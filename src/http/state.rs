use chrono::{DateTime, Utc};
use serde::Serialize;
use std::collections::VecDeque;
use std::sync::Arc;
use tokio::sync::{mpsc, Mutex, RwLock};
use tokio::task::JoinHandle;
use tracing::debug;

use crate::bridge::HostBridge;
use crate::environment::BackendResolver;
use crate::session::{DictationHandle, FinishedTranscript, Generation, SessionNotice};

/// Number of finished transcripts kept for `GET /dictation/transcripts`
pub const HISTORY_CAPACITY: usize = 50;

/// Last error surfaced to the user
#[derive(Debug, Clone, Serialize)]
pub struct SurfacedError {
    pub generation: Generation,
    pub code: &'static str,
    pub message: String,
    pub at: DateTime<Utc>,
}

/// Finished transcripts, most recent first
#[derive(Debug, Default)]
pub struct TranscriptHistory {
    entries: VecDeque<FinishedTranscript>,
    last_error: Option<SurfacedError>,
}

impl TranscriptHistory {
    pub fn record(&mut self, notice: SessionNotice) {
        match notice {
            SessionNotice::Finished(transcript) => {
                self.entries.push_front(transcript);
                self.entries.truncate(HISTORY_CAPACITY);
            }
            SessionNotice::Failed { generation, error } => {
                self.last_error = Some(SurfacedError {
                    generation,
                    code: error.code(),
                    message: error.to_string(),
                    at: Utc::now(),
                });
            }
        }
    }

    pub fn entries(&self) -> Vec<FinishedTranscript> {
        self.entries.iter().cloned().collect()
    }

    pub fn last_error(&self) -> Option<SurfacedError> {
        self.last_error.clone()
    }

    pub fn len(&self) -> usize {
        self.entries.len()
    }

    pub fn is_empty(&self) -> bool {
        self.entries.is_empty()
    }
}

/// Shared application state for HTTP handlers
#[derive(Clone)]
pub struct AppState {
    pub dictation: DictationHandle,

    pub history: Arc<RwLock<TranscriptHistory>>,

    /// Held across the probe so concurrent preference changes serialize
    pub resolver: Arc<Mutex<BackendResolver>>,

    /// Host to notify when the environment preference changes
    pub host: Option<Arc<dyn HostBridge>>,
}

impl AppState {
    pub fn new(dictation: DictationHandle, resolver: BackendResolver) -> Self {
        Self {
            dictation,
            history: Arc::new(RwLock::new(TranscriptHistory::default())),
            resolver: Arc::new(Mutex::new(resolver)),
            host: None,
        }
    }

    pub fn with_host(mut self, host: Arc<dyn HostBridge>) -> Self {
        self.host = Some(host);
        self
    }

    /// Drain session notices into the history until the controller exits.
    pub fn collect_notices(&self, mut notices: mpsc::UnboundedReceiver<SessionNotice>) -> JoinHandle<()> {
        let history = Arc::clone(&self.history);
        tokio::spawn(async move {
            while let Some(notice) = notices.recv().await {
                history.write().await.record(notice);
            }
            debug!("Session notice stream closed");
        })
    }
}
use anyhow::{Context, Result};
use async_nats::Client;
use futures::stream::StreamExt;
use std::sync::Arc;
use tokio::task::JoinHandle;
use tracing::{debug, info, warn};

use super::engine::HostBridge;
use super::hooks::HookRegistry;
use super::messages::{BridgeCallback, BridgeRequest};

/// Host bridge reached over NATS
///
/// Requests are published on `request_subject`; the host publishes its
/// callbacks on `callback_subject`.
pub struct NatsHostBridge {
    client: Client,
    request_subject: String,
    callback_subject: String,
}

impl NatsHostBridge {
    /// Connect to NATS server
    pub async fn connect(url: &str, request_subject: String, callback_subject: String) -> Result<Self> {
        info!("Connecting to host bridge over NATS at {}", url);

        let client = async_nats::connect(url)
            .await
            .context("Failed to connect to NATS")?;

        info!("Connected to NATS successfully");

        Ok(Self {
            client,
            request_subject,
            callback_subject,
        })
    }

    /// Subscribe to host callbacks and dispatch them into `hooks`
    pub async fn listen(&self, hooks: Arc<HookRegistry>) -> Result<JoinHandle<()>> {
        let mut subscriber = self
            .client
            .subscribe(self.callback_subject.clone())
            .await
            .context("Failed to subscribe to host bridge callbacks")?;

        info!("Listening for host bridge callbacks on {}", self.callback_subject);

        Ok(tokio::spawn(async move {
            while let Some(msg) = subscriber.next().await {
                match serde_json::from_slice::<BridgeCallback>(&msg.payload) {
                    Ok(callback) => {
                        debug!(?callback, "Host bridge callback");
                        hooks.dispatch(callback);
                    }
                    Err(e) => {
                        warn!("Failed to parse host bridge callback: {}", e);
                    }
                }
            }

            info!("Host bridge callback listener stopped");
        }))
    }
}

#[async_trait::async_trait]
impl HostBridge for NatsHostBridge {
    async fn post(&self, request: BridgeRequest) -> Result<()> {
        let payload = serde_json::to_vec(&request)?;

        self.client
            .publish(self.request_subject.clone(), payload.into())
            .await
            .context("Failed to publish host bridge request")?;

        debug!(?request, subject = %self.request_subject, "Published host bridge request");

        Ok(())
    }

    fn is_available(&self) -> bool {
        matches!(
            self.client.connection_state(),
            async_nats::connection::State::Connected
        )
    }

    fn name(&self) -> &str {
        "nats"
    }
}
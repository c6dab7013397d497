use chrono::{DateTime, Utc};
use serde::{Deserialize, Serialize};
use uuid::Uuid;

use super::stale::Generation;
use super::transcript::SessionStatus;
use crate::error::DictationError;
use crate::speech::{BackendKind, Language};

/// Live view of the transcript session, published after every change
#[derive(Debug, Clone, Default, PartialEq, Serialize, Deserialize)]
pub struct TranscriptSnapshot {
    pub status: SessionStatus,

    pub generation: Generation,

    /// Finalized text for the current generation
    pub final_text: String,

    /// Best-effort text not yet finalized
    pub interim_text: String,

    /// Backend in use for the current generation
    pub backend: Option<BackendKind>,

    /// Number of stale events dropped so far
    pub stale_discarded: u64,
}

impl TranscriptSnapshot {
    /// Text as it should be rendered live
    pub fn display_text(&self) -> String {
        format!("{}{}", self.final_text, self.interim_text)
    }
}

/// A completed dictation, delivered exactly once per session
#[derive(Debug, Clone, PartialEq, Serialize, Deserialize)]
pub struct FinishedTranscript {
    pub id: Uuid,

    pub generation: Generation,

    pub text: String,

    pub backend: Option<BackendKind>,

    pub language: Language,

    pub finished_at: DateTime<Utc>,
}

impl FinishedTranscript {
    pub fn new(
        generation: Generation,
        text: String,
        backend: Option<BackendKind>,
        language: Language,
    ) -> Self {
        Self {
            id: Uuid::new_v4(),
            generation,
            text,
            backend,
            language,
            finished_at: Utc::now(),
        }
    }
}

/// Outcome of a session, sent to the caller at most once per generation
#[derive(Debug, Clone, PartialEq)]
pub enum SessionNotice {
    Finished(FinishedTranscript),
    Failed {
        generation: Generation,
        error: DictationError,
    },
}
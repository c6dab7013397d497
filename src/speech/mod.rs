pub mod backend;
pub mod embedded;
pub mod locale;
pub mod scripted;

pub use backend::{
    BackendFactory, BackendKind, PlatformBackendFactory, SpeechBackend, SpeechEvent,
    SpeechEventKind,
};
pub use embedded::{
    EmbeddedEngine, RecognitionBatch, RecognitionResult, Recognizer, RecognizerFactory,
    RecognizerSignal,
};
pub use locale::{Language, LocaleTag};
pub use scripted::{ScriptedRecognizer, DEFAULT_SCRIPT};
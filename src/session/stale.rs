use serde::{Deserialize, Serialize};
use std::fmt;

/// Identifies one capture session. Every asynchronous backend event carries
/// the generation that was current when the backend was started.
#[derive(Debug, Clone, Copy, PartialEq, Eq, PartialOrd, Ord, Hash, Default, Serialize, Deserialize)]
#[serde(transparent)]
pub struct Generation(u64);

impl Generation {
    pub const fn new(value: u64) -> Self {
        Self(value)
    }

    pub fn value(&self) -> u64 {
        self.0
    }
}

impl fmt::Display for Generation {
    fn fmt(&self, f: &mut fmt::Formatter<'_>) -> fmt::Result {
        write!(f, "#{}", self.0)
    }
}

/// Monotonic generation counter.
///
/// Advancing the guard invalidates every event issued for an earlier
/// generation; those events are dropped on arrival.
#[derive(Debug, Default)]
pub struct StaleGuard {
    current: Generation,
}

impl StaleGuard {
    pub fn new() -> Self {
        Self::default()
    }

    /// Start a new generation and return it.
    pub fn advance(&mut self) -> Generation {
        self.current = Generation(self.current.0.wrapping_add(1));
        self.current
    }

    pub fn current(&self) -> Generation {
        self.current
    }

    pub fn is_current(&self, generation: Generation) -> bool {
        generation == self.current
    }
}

┄┄┄┄┄┄

Action item
Copy the lines above exactly, from the very first through the one containing "use crate::bridge::HostBridge;", and include no other line.

Task solution
filename src/http/state.rs
use chrono::{DateTime, Utc};
use serde::Serialize;
use std::collections::VecDeque;
use std::sync::Arc;
use tokio::sync::{mpsc, Mutex, RwLock};
use tokio::task::JoinHandle;
use tracing::debug;

use crate::bridge::HostBridge;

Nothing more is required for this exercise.